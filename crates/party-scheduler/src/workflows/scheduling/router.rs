use std::sync::Arc;

use axum::{
    body::Bytes,
    extract::State,
    http::StatusCode,
    response::{IntoResponse, Response},
    routing::{get, post},
    Json, Router,
};
use chrono::{Local, NaiveDate};
use serde::{Deserialize, Serialize};
use serde_json::json;

use super::announcement::Announcement;
use super::ingestion::RawSubmission;
use super::repository::{RepositoryError, ResponseRepository};
use super::scoring::{DateScore, ScoreResult};
use super::service::{SchedulingService, SchedulingServiceError};

/// Router builder exposing the poll, response intake, and scoring endpoints.
pub fn schedule_router<R>(service: Arc<SchedulingService<R>>) -> Router
where
    R: ResponseRepository + 'static,
{
    Router::new()
        .route("/api/v1/schedule", get(overview_handler::<R>))
        .route("/api/v1/schedule/responses", post(submit_handler::<R>))
        .route("/api/v1/schedule/score", post(score_handler::<R>))
        .with_state(service)
}

/// Body of a scoring request. `force` scores before the deadline. An empty
/// body means deadline mode as of today.
#[derive(Debug, Default, Deserialize)]
pub struct ScoreRequest {
    #[serde(default)]
    pub force: bool,
    #[serde(default)]
    pub today: Option<NaiveDate>,
}

/// Scoring result as exposed over HTTP.
#[derive(Debug, Serialize)]
pub struct ScoreView {
    pub best_date: NaiveDate,
    pub best_score: u64,
    pub response_count: usize,
    pub ranking: Vec<DateScore>,
    pub announcement: Announcement,
}

impl From<ScoreResult> for ScoreView {
    fn from(result: ScoreResult) -> Self {
        Self {
            best_date: result.best_date,
            best_score: result.best_score,
            response_count: result.response_count,
            ranking: result.ranking(),
            announcement: Announcement::for_result(&result),
        }
    }
}

pub(crate) async fn overview_handler<R>(
    State(service): State<Arc<SchedulingService<R>>>,
) -> Response
where
    R: ResponseRepository + 'static,
{
    let today = Local::now().date_naive();
    match off_runtime(service, move |service| service.overview(today)).await {
        Ok(overview) => (StatusCode::OK, Json(overview)).into_response(),
        Err(other) => error_response(StatusCode::INTERNAL_SERVER_ERROR, &other),
    }
}

pub(crate) async fn submit_handler<R>(
    State(service): State<Arc<SchedulingService<R>>>,
    Json(submission): Json<RawSubmission>,
) -> Response
where
    R: ResponseRepository + 'static,
{
    match off_runtime(service, move |service| service.submit(submission)).await {
        Ok(receipt) => (StatusCode::ACCEPTED, Json(receipt)).into_response(),
        Err(error @ SchedulingServiceError::Ingestion(_)) => {
            error_response(StatusCode::UNPROCESSABLE_ENTITY, &error)
        }
        Err(other) => error_response(StatusCode::INTERNAL_SERVER_ERROR, &other),
    }
}

pub(crate) async fn score_handler<R>(
    State(service): State<Arc<SchedulingService<R>>>,
    body: Bytes,
) -> Response
where
    R: ResponseRepository + 'static,
{
    let request = match parse_score_request(&body) {
        Ok(request) => request,
        Err(error) => {
            let status = match error.classify() {
                serde_json::error::Category::Data => StatusCode::UNPROCESSABLE_ENTITY,
                _ => StatusCode::BAD_REQUEST,
            };
            let payload = json!({
                "error": format!("invalid score request: {error}"),
            });
            return (status, Json(payload)).into_response();
        }
    };
    let outcome = if request.force {
        off_runtime(service, |service| service.score()).await
    } else {
        let today = request.today.unwrap_or_else(|| Local::now().date_naive());
        off_runtime(service, move |service| service.finalize(today)).await
    };

    match outcome {
        Ok(result) => (StatusCode::OK, Json(ScoreView::from(result))).into_response(),
        Err(error @ SchedulingServiceError::DeadlinePending { .. }) => {
            error_response(StatusCode::CONFLICT, &error)
        }
        Err(other) => error_response(StatusCode::INTERNAL_SERVER_ERROR, &other),
    }
}

/// Run a service call on the blocking pool; repositories may do file I/O.
async fn off_runtime<R, T, F>(
    service: Arc<SchedulingService<R>>,
    work: F,
) -> Result<T, SchedulingServiceError>
where
    R: ResponseRepository + 'static,
    T: Send + 'static,
    F: FnOnce(&SchedulingService<R>) -> Result<T, SchedulingServiceError> + Send + 'static,
{
    tokio::task::spawn_blocking(move || work(&service))
        .await
        .map_err(|err| {
            RepositoryError::Unavailable(format!("storage task did not complete: {err}"))
        })?
}

fn parse_score_request(body: &[u8]) -> Result<ScoreRequest, serde_json::Error> {
    if body.iter().all(u8::is_ascii_whitespace) {
        return Ok(ScoreRequest::default());
    }
    serde_json::from_slice(body)
}

fn error_response(status: StatusCode, error: &SchedulingServiceError) -> Response {
    let payload = json!({
        "error": error.to_string(),
    });
    (status, Json(payload)).into_response()
}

### PROBLEM TO SOLVE
Each record is to be repeated word for word, with none skipped.

### SOLUTION FOR THIS PROBLEM
filename crates/party-scheduler/src/workflows/scheduling/router.rs
use std::sync::Arc;

use axum::{
    body::Bytes,
    extract::State,
    http::StatusCode,
    response::{IntoResponse, Response},
    routing::{get, post},
    Json, Router,
};
use chrono::{Local, NaiveDate};
use serde::{Deserialize, Serialize};
use serde_json::json;

use super::announcement::Announcement;
use super::ingestion::RawSubmission;
use super::repository::{RepositoryError, ResponseRepository};
use super::scoring::{DateScore, ScoreResult};
use super::service::{SchedulingService, SchedulingServiceError};

/// Router builder exposing the poll, response intake, and scoring endpoints.
pub fn schedule_router<R>(service: Arc<SchedulingService<R>>) -> Router
where
    R: ResponseRepository + 'static,
{
    Router::new()
        .route("/api/v1/schedule", get(overview_handler::<R>))
        .route("/api/v1/schedule/responses", post(submit_handler::<R>))
        .route("/api/v1/schedule/score", post(score_handler::<R>))
        .with_state(service)
}

/// Body of a scoring request. `force` scores before the deadline. An empty
/// body means deadline mode as of today.
#[derive(Debug, Default, Deserialize)]
pub struct ScoreRequest {
    #[serde(default)]
    pub force: bool,
    #[serde(default)]
    pub today: Option<NaiveDate>,
}

/// Scoring result as exposed over HTTP.
#[derive(Debug, Serialize)]
pub struct ScoreView {
    pub best_date: NaiveDate,
    pub best_score: u64,
    pub response_count: usize,
    pub ranking: Vec<DateScore>,
    pub announcement: Announcement,
}

impl From<ScoreResult> for ScoreView {
    fn from(result: ScoreResult) -> Self {
        Self {
            best_date: result.best_date,
            best_score: result.best_score,
            response_count: result.response_count,
            ranking: result.ranking(),
            announcement: Announcement::for_result(&result),
        }
    }
}

pub(crate) async fn overview_handler<R>(
    State(service): State<Arc<SchedulingService<R>>>,
) -> Response
where
    R: ResponseRepository + 'static,
{
    let today = Local::now().date_naive();
    match off_runtime(service, move |service| service.overview(today)).await {
        Ok(overview) => (StatusCode::OK, Json(overview)).into_response(),
        Err(other) => error_response(StatusCode::INTERNAL_SERVER_ERROR, &other),
    }
}

pub(crate) async fn submit_handler<R>(
    State(service): State<Arc<SchedulingService<R>>>,
    Json(submission): Json<RawSubmission>,
) -> Response
where
    R: ResponseRepository + 'static,
{
    match off_runtime(service, move |service| service.submit(submission)).await {
        Ok(receipt) => (StatusCode::ACCEPTED, Json(receipt)).into_response(),
        Err(error @ SchedulingServiceError::Ingestion(_)) => {
            error_response(StatusCode::UNPROCESSABLE_ENTITY, &error)
        }
        Err(other) => error_response(StatusCode::INTERNAL_SERVER_ERROR, &other),
    }
}

pub(crate) async fn score_handler<R>(
    State(service): State<Arc<SchedulingService<R>>>,
    body: Bytes,
) -> Response
where
    R: ResponseRepository + 'static,
{
    let request = match parse_score_request(&body) {
        Ok(request) => request,
        Err(error) => {
            let status = match error.classify() {
                serde_json::error::Category::Data => StatusCode::UNPROCESSABLE_ENTITY,
                _ => StatusCode::BAD_REQUEST,
            };
            let payload = json!({
                "error": format!("invalid score request: {error}"),
            });
            return (status, Json(payload)).into_response();
        }
    };
    let outcome = if request.force {
        off_runtime(service, |service| service.score()).await
    } else {
        let today = request.today.unwrap_or_else(|| Local::now().date_naive());
        off_runtime(service, move |service| service.finalize(today)).await
    };

    match outcome {
        Ok(result) => (StatusCode::OK, Json(ScoreView::from(result))).into_response(),
        Err(error @ SchedulingServiceError::DeadlinePending { .. }) => {
            error_response(StatusCode::CONFLICT, &error)
        }
        Err(other) => error_response(StatusCode::INTERNAL_SERVER_ERROR, &other),
    }
}

/// Run a service call on the blocking pool; repositories may do file I/O.
async fn off_runtime<R, T, F>(
    service: Arc<SchedulingService<R>>,
    work: F,
) -> Result<T, SchedulingServiceError>
where
    R: ResponseRepository + 'static,
    T: Send + 'static,
    F: FnOnce(&SchedulingService<R>) -> Result<T, SchedulingServiceError> + Send + 'static,
{
    tokio::task::spawn_blocking(move || work(&service))
        .await
        .map_err(|err| {
            RepositoryError::Unavailable(format!("storage task did not complete: {err}"))
        })?
}

fn parse_score_request(body: &[u8]) -> Result<ScoreRequest, serde_json::Error> {
    if body.iter().all(u8::is_ascii_whitespace) {
        return Ok(ScoreRequest::default());
    }
    serde_json::from_slice(body)
}

fn error_response(status: StatusCode, error: &SchedulingServiceError) -> Response {
    let payload = json!({
        "error": error.to_string(),
    });
    (status, Json(payload)).into_response()
}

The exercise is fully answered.